Un embarquement pouvait être formellement rouvert. Non fréquemment. Non à la légère. Le mécanisme existait, étroit, délibérément difficile à invoquer, exigeant un niveau de preuve que les rédacteurs avaient clairement voulu pour garder cette procédure précise rare : une divergence documentée et vérifiable entre l'histoire embarquée et la vie réelle consignée de la passagère. L'ampleur devait être assez significative pour constituer ce que la clause appelait, dans une langue qu'elle lut deux fois pour sa franchise simple et saisissante, une histoire racontée sur les morts que les morts eux-mêmes ne reconnaîtraient pas.
Elle lut les sections environnantes trois fois de suite, cherchant des exceptions, des réserves, quelque étroitesse procédurale qui pût exclure entièrement du mécanisme un cas de passage en force par clémence comme celui d'Iris.

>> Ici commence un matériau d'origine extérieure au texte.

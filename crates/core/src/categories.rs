//! Categories
//!
//! Slug generation, hierarchy placement and tree assembly for catalogue categories.

use rustc_hash::FxHashMap;
use uuid::Uuid;

/// Generates a URL slug from a category name.
///
/// Lowercases, replaces every non-alphanumeric character with `-`, collapses dash runs and
/// trims leading and trailing dashes.
pub fn slugify(name: &str) -> String {
    let mut slug = String::with_capacity(name.len());

    for ch in name.chars() {
        if ch.is_ascii_alphanumeric() {
            slug.push(ch.to_ascii_lowercase());
        } else if !slug.ends_with('-') {
            slug.push('-');
        }
    }

    slug.trim_matches('-').to_string()
}

/// Where a category sits in the hierarchy.
#[derive(Debug, Clone, PartialEq, Eq)]
pub struct Placement {
    /// Depth, zero for root categories.
    pub level: u32,

    /// Ancestor identifiers joined by `/`, empty for root categories.
    pub path: String,
}

impl Placement {
    /// Placement of a root category.
    pub fn root() -> Self {
        Self {
            level: 0,
            path: String::new(),
        }
    }

    /// Placement of a direct child of a category with this placement and identifier.
    pub fn child_of(&self, parent: Uuid) -> Self {
        let path = if self.path.is_empty() {
            parent.to_string()
        } else {
            format!("{}/{parent}", self.path)
        };

        Self {
            level: self.level.saturating_add(1),
            path,
        }
    }
}

/// A category with its children attached.
#[derive(Debug, Clone, PartialEq, Eq)]
pub struct TreeNode<T> {
    /// The category
    pub value: T,

    /// Direct children, in input order
    pub children: Vec<TreeNode<T>>,
}

/// Assembles a forest from a flat list.
///
/// `id` and `parent` extract each entry's identifier and parent identifier. Roots and
/// siblings keep their input order. Entries whose parent is not in the list are dropped,
/// together with their descendants.
pub fn build_tree<T, I, P>(entries: Vec<T>, id: I, parent: P) -> Vec<TreeNode<T>>
where
    I: Fn(&T) -> Uuid,
    P: Fn(&T) -> Option<Uuid>,
{
    let mut roots = Vec::new();
    let mut children: FxHashMap<Uuid, Vec<T>> = FxHashMap::default();

    for entry in entries {
        match parent(&entry) {
            Some(parent) => children.entry(parent).or_default().push(entry),
            None => roots.push(entry),
        }
    }

    roots
        .into_iter()
        .map(|root| attach(root, &id, &mut children))
        .collect()
}

fn attach<T, I>(value: T, id: &I, children: &mut FxHashMap<Uuid, Vec<T>>) -> TreeNode<T>
where
    I: Fn(&T) -> Uuid,
{
    let kids = children.remove(&id(&value)).unwrap_or_default();

    TreeNode {
        value,
        children: kids
            .into_iter()
            .map(|child| attach(child, id, children))
            .collect(),
    }
}

#[cfg(test)]
mod tests {
    use super::*;

    #[derive(Debug, Clone, PartialEq, Eq)]
    struct Entry {
        uuid: Uuid,
        parent: Option<Uuid>,
        name: &'static str,
    }

    fn entry(name: &'static str, parent: Option<Uuid>) -> Entry {
        Entry {
            uuid: Uuid::now_v7(),
            parent,
            name,
        }
    }

    fn names(nodes: &[TreeNode<Entry>]) -> Vec<&'static str> {
        nodes.iter().map(|node| node.value.name).collect()
    }

    #[test]
    fn slugify_collapses_and_trims() {
        assert_eq!(slugify("Men's Shoes"), "men-s-shoes");
        assert_eq!(slugify("  Home & Garden!! "), "home-garden");
        assert_eq!(slugify("Électronique"), "lectronique");
        assert_eq!(slugify("---"), "");
    }

    #[test]
    fn placement_accumulates_path() {
        let root = Uuid::now_v7();
        let mid = Uuid::now_v7();

        let child = Placement::root().child_of(root);
        let grandchild = child.child_of(mid);

        assert_eq!(child.level, 1);
        assert_eq!(child.path, root.to_string());
        assert_eq!(grandchild.level, 2);
        assert_eq!(grandchild.path, format!("{root}/{mid}"));
    }

    #[test]
    fn tree_attaches_children_in_order() {
        let clothing = entry("Clothing", None);
        let shirts = entry("Shirts", Some(clothing.uuid));
        let trousers = entry("Trousers", Some(clothing.uuid));
        let polos = entry("Polos", Some(shirts.uuid));
        let books = entry("Books", None);

        let tree = build_tree(
            vec![
                clothing.clone(),
                books,
                polos,
                shirts.clone(),
                trousers,
            ],
            |e| e.uuid,
            |e| e.parent,
        );

        assert_eq!(names(&tree), vec!["Clothing", "Books"]);

        let clothing_node = tree.first().map(|node| names(&node.children));
        assert_eq!(clothing_node, Some(vec!["Shirts", "Trousers"]));

        let shirt_children = tree
            .first()
            .and_then(|node| node.children.first())
            .map(|node| names(&node.children));
        assert_eq!(shirt_children, Some(vec!["Polos"]));
    }

    #[test]
    fn orphans_and_their_descendants_are_dropped() {
        let orphan = entry("Orphan", Some(Uuid::now_v7()));
        let under_orphan = entry("Under orphan", Some(orphan.uuid));
        let root = entry("Root", None);

        let tree = build_tree(vec![orphan, under_orphan, root], |e| e.uuid, |e| e.parent);

        assert_eq!(names(&tree), vec!["Root"]);
        assert!(tree.iter().all(|node| node.children.is_empty()));
    }
}
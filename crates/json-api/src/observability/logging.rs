//! Logging subscriber initialisation.

use tracing_subscriber::{
    EnvFilter, Registry,
    layer::{Layer, SubscriberExt},
    util::SubscriberInitExt,
};

use crate::config::{ServerConfig, observability::LogFormat};

use super::ObservabilityError;

pub(super) fn init_subscriber(config: &ServerConfig) -> Result<(), ObservabilityError> {
    match config.logging.log_format {
        LogFormat::Compact => init_with_layer(
            config,
            tracing_subscriber::fmt::layer()
                .compact()
                .with_target(true)
                .with_file(true)
                .with_line_number(true),
        ),
        LogFormat::Json => init_with_layer(
            config,
            tracing_subscriber::fmt::layer()
                .json()
                .with_current_span(true)
                .with_span_list(true)
                .with_target(true),
        ),
    }
}

fn build_env_filter(config: &ServerConfig) -> EnvFilter {
    EnvFilter::try_from_default_env().unwrap_or_else(|_| {
        EnvFilter::new(format!(
            "{},h2=warn,hyper=warn,sqlx=warn",
            config.logging.log_level
        ))
    })
}

fn init_with_layer<L>(config: &ServerConfig, fmt_layer: L) -> Result<(), ObservabilityError>
where
    L: Layer<Registry> + Send + Sync + 'static,
{
    tracing_subscriber::registry()
        .with(fmt_layer)
        .with(build_env_filter(config))
        .try_init()?;

    Ok(())
}
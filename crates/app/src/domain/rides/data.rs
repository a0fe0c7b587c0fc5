//! Ride Data

use jiff::{Timestamp, civil::Date};

use crate::domain::rides::records::RideUuid;

/// Shortest accepted location or vehicle type, in characters.
pub const MIN_LABEL_LENGTH: usize = 2;

/// Most seats a ride can offer.
pub const MAX_SEATS: u8 = 8;

/// New Ride Data
#[derive(Debug, Clone, PartialEq)]
pub struct NewRide {
    pub uuid: RideUuid,
    pub from_location: String,
    pub to_location: String,
    pub departure_at: Timestamp,
    pub vehicle_type: String,
    pub total_seats: u8,
}

/// Ride search. Only active rides are returned.
#[derive(Debug, Clone, Default, PartialEq)]
pub struct RideQuery {
    /// Case-insensitive substring of the destination.
    pub to: Option<String>,

    /// UTC calendar day of departure.
    pub date: Option<Date>,
}
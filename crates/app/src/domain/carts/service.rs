//! Carts service.

use async_trait::async_trait;
use mockall::automock;
use sqlx::{Postgres, Transaction};
use storefront::{
    cart::{AddOutcome, Cart},
    coupons::Coupon,
    items::LineItem,
    pricing::PricingPolicy,
    products::covers_quantity,
};
use tracing::{Span, info};

use crate::{
    database::Db,
    domain::{
        carts::{
            data::NewCartItem,
            errors::CartsServiceError,
            records::{
                CartItemRecord, CartItemUuid, CartRecord, CartUuid, InvalidCartItem,
                InvalidItemReason,
            },
            repositories::{ItemAvailability, PgCartItemsRepository, PgCartsRepository},
        },
        products::repository::PgProductsRepository,
        users::records::UserUuid,
    },
};

#[derive(Debug, Clone)]
pub struct PgCartsService {
    db: Db,
    carts_repository: PgCartsRepository,
    items_repository: PgCartItemsRepository,
    products_repository: PgProductsRepository,
    policy: PricingPolicy,
}

impl PgCartsService {
    #[must_use]
    pub fn new(db: Db) -> Self {
        Self {
            db,
            carts_repository: PgCartsRepository::new(),
            items_repository: PgCartItemsRepository::new(),
            products_repository: PgProductsRepository::new(),
            policy: PricingPolicy::default(),
        }
    }

    pub(crate) fn policy(&self) -> PricingPolicy {
        self.policy
    }

    /// Loads the user's cart, creating it if needed, and locks it for the transaction.
    pub(crate) async fn load_for_update(
        &self,
        tx: &mut Transaction<'_, Postgres>,
        user: UserUuid,
    ) -> Result<(CartRecord, Cart), CartsServiceError> {
        self.carts_repository.ensure_cart(tx, user).await?;

        let mut record = self.carts_repository.lock_cart(tx, user).await?;

        record.items = self.items_repository.get_cart_items(tx, record.uuid).await?;

        let cart = Cart::new(
            record.items.iter().map(line_item).collect(),
            record.coupon.clone(),
        );

        Ok((record, cart))
    }

    /// Recomputes the totals of `cart` and writes its lines, coupon and totals.
    pub(crate) async fn save(
        &self,
        tx: &mut Transaction<'_, Postgres>,
        uuid: CartUuid,
        cart: &Cart,
    ) -> Result<CartRecord, CartsServiceError> {
        let totals = cart.totals(&self.policy)?;

        self.items_repository
            .sync_cart_items(tx, uuid, cart.items())
            .await?;

        let mut record = self
            .carts_repository
            .update_cart(tx, uuid, cart.coupon(), &totals)
            .await?;

        record.items = self.items_repository.get_cart_items(tx, uuid).await?;

        Ok(record)
    }
}

fn line_item(item: &CartItemRecord) -> LineItem {
    LineItem::new(
        item.uuid.into_uuid(),
        item.product.into_uuid(),
        item.variant.clone(),
        item.quantity,
        item.unit_price,
    )
}

fn invalid_item(availability: ItemAvailability) -> Option<InvalidCartItem> {
    if availability.deleted || !availability.status.is_active() {
        return Some(InvalidCartItem {
            item: availability.item,
            reason: InvalidItemReason::Unavailable,
            available_stock: None,
        });
    }

    let covered = covers_quantity(
        availability.stock,
        availability.track_quantity,
        u64::from(availability.quantity),
    );

    (!covered).then_some(InvalidCartItem {
        item: availability.item,
        reason: InvalidItemReason::InsufficientStock,
        available_stock: Some(availability.stock),
    })
}

#[async_trait]
impl CartsService for PgCartsService {
    async fn get_cart(&self, user: UserUuid) -> Result<CartRecord, CartsServiceError> {
        let mut tx = self.db.begin_transaction().await?;

        self.carts_repository.ensure_cart(&mut tx, user).await?;

        let mut cart = self.carts_repository.get_cart(&mut tx, user).await?;

        cart.items = self
            .items_repository
            .get_cart_items(&mut tx, cart.uuid)
            .await?;

        tx.commit().await?;

        Ok(cart)
    }

    #[tracing::instrument(
        name = "carts.service.add_item",
        skip(self, item),
        fields(
            user_uuid = %user,
            product_uuid = %item.product,
            quantity = item.quantity,
            merged = tracing::field::Empty
        ),
        err
    )]
    async fn add_item(
        &self,
        user: UserUuid,
        item: NewCartItem,
    ) -> Result<CartRecord, CartsServiceError> {
        if item.quantity == 0 {
            return Err(CartsServiceError::InvalidQuantity);
        }

        let mut tx = self.db.begin_transaction().await?;

        let (record, mut cart) = self.load_for_update(&mut tx, user).await?;

        let product = self
            .products_repository
            .get_product(&mut tx, item.product)
            .await
            .map_err(|error| match CartsServiceError::from(error) {
                CartsServiceError::NotFound => CartsServiceError::ProductUnavailable,
                other => other,
            })?;

        if !product.status.is_active() {
            return Err(CartsServiceError::ProductUnavailable);
        }

        let outcome = cart.add_item(
            item.uuid.into_uuid(),
            product.uuid.into_uuid(),
            item.variant,
            item.quantity,
            product.price,
        )?;

        Span::current().record(
            "merged",
            tracing::field::display(matches!(outcome, AddOutcome::Merged(_))),
        );

        let saved = self.save(&mut tx, record.uuid, &cart).await?;

        tx.commit().await?;

        info!(cart_uuid = %saved.uuid, line = %outcome.line(), "added cart item");

        Ok(saved)
    }

    #[tracing::instrument(
        name = "carts.service.update_item",
        skip(self),
        fields(user_uuid = %user, item_uuid = %item),
        err
    )]
    async fn update_item(
        &self,
        user: UserUuid,
        item: CartItemUuid,
        quantity: i64,
    ) -> Result<CartRecord, CartsServiceError> {
        let mut tx = self.db.begin_transaction().await?;

        let (record, mut cart) = self.load_for_update(&mut tx, user).await?;

        cart.update_item(item.into_uuid(), quantity)?;

        let saved = self.save(&mut tx, record.uuid, &cart).await?;

        tx.commit().await?;

        Ok(saved)
    }

    #[tracing::instrument(
        name = "carts.service.remove_item",
        skip(self),
        fields(user_uuid = %user, item_uuid = %item),
        err
    )]
    async fn remove_item(
        &self,
        user: UserUuid,
        item: CartItemUuid,
    ) -> Result<CartRecord, CartsServiceError> {
        let mut tx = self.db.begin_transaction().await?;

        let (record, mut cart) = self.load_for_update(&mut tx, user).await?;

        cart.remove_item(item.into_uuid())?;

        let saved = self.save(&mut tx, record.uuid, &cart).await?;

        tx.commit().await?;

        Ok(saved)
    }

    #[tracing::instrument(
        name = "carts.service.clear_cart",
        skip(self),
        fields(user_uuid = %user),
        err
    )]
    async fn clear_cart(&self, user: UserUuid) -> Result<CartRecord, CartsServiceError> {
        let mut tx = self.db.begin_transaction().await?;

        let (record, mut cart) = self.load_for_update(&mut tx, user).await?;

        cart.clear();

        let saved = self.save(&mut tx, record.uuid, &cart).await?;

        tx.commit().await?;

        Ok(saved)
    }

    #[tracing::instrument(
        name = "carts.service.apply_coupon",
        skip(self, coupon),
        fields(user_uuid = %user, coupon_code = %coupon.code()),
        err
    )]
    async fn apply_coupon(
        &self,
        user: UserUuid,
        coupon: Coupon,
    ) -> Result<CartRecord, CartsServiceError> {
        let mut tx = self.db.begin_transaction().await?;

        let (record, mut cart) = self.load_for_update(&mut tx, user).await?;

        cart.apply_coupon(coupon);

        let saved = self.save(&mut tx, record.uuid, &cart).await?;

        tx.commit().await?;

        Ok(saved)
    }

    #[tracing::instrument(
        name = "carts.service.remove_coupon",
        skip(self),
        fields(user_uuid = %user),
        err
    )]
    async fn remove_coupon(&self, user: UserUuid) -> Result<CartRecord, CartsServiceError> {
        let mut tx = self.db.begin_transaction().await?;

        let (record, mut cart) = self.load_for_update(&mut tx, user).await?;

        cart.remove_coupon();

        let saved = self.save(&mut tx, record.uuid, &cart).await?;

        tx.commit().await?;

        Ok(saved)
    }

    async fn validate_items(
        &self,
        user: UserUuid,
    ) -> Result<Vec<InvalidCartItem>, CartsServiceError> {
        let mut tx = self.db.begin_transaction().await?;

        self.carts_repository.ensure_cart(&mut tx, user).await?;

        let cart = self.carts_repository.get_cart(&mut tx, user).await?;

        let availability = self
            .items_repository
            .item_availability(&mut tx, cart.uuid)
            .await?;

        tx.commit().await?;

        Ok(availability.into_iter().filter_map(invalid_item).collect())
    }
}

#[automock]
#[async_trait]
pub trait CartsService: Send + Sync {
    /// The user's cart, created empty on first access.
    async fn get_cart(&self, user: UserUuid) -> Result<CartRecord, CartsServiceError>;

    /// Adds an active product to the cart at its current price, merging with a line for the
    /// same product and variant.
    async fn add_item(
        &self,
        user: UserUuid,
        item: NewCartItem,
    ) -> Result<CartRecord, CartsServiceError>;

    /// Sets a line's quantity; zero or below removes the line.
    async fn update_item(
        &self,
        user: UserUuid,
        item: CartItemUuid,
        quantity: i64,
    ) -> Result<CartRecord, CartsServiceError>;

    async fn remove_item(
        &self,
        user: UserUuid,
        item: CartItemUuid,
    ) -> Result<CartRecord, CartsServiceError>;

    /// Removes every line and the coupon.
    async fn clear_cart(&self, user: UserUuid) -> Result<CartRecord, CartsServiceError>;

    /// Applies a coupon, replacing any coupon already applied.
    async fn apply_coupon(
        &self,
        user: UserUuid,
        coupon: Coupon,
    ) -> Result<CartRecord, CartsServiceError>;

    async fn remove_coupon(&self, user: UserUuid) -> Result<CartRecord, CartsServiceError>;

    /// Lines whose product is no longer sold or lacks the stock to cover them.
    async fn validate_items(
        &self,
        user: UserUuid,
    ) -> Result<Vec<InvalidCartItem>, CartsServiceError>;
}
//! Orders service.

use async_trait::async_trait;
use jiff::Timestamp;
use mockall::automock;
use rustc_hash::FxHashMap;
use storefront::orders::{OrderPricing, order_number};
use tracing::{Span, info};

use crate::{
    database::Db,
    domain::{
        carts::PgCartsService,
        orders::{
            data::NewOrder,
            errors::OrdersServiceError,
            records::{OrderItemRecord, OrderRecord, OrderUuid},
            repository::{OrderHeader, PgOrdersRepository},
        },
        users::records::UserUuid,
    },
};

#[derive(Debug, Clone)]
pub struct PgOrdersService {
    db: Db,
    repository: PgOrdersRepository,
    carts: PgCartsService,
}

impl PgOrdersService {
    #[must_use]
    pub fn new(db: Db) -> Self {
        Self {
            carts: PgCartsService::new(db.clone()),
            db,
            repository: PgOrdersRepository::new(),
        }
    }
}

#[async_trait]
impl OrdersService for PgOrdersService {
    async fn list_orders(&self, user: UserUuid) -> Result<Vec<OrderRecord>, OrdersServiceError> {
        let mut tx = self.db.begin_transaction().await?;

        let mut orders = self.repository.list_orders(&mut tx, user).await?;

        let uuids: Vec<OrderUuid> = orders.iter().map(|order| order.uuid).collect();

        let stored = self.repository.list_order_items(&mut tx, &uuids).await?;

        tx.commit().await?;

        let mut items: FxHashMap<OrderUuid, Vec<OrderItemRecord>> = FxHashMap::default();

        for stored in stored {
            items.entry(stored.order).or_default().push(stored.item);
        }

        for order in &mut orders {
            order.items = items.remove(&order.uuid).unwrap_or_default();
        }

        Ok(orders)
    }

    #[tracing::instrument(
        name = "orders.service.place_order",
        skip(self, order),
        fields(
            user_uuid = %user,
            order_uuid = %order.uuid,
            order_number = tracing::field::Empty,
            line_count = tracing::field::Empty
        ),
        err
    )]
    async fn place_order(
        &self,
        user: UserUuid,
        order: NewOrder,
    ) -> Result<OrderRecord, OrdersServiceError> {
        let mut tx = self.db.begin_transaction().await?;

        let (cart_record, mut cart) = self.carts.load_for_update(&mut tx, user).await?;

        if cart.is_empty() {
            return Err(OrdersServiceError::EmptyCart);
        }

        let pricing = OrderPricing::from(cart.totals(&self.carts.policy())?);

        let lines = self.repository.cart_lines(&mut tx, cart_record.uuid).await?;

        let sequence = self.repository.next_sequence(&mut tx).await?;
        let number = order_number(Timestamp::now().as_millisecond(), sequence);

        let span = Span::current();

        span.record("order_number", tracing::field::display(&number));
        span.record("line_count", tracing::field::display(lines.len()));

        let mut placed = self
            .repository
            .create_order(
                &mut tx,
                OrderHeader {
                    uuid: order.uuid,
                    number: &number,
                    user,
                    coupon_code: cart.coupon().map(|coupon| coupon.code()),
                    notes: order.notes.as_deref(),
                    pricing,
                },
            )
            .await?;

        self.repository
            .create_order_items(&mut tx, placed.uuid, &lines)
            .await?;

        cart.clear();

        self.carts.save(&mut tx, cart_record.uuid, &cart).await?;

        tx.commit().await?;

        info!(order_uuid = %placed.uuid, order_number = %placed.number, "placed order");

        placed.items = lines;

        Ok(placed)
    }
}

#[automock]
#[async_trait]
pub trait OrdersService: Send + Sync {
    /// The user's orders with their lines, newest first.
    async fn list_orders(&self, user: UserUuid) -> Result<Vec<OrderRecord>, OrdersServiceError>;

    /// Turns the user's cart into a pending order and empties the cart.
    async fn place_order(
        &self,
        user: UserUuid,
        order: NewOrder,
    ) -> Result<OrderRecord, OrdersServiceError>;
}
//! State

use std::sync::Arc;

use storefront_app::context::AppContext;

#[derive(Clone)]
pub(crate) struct State {
    pub(crate) app: AppContext,
}

impl State {
    #[must_use]
    pub(crate) fn new(app: AppContext) -> Self {
        Self { app }
    }

    #[must_use]
    pub(crate) fn from_app_context(app: AppContext) -> Arc<Self> {
        Arc::new(Self::new(app))
    }
}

Elle n'en trouva aucune. La clause ne distinguait pas entre une histoire mal choisie par un passager et une histoire mal imposée par une Conductrice. Une divergence était une divergence. Le Manuel, dans son registre le plus ancien et le plus simple, ne se souciait pas de quelle main avait fait le choix. Il ne se souciait que de savoir si le choix avait produit un mensonge que les morts ne reconnaîtraient pas.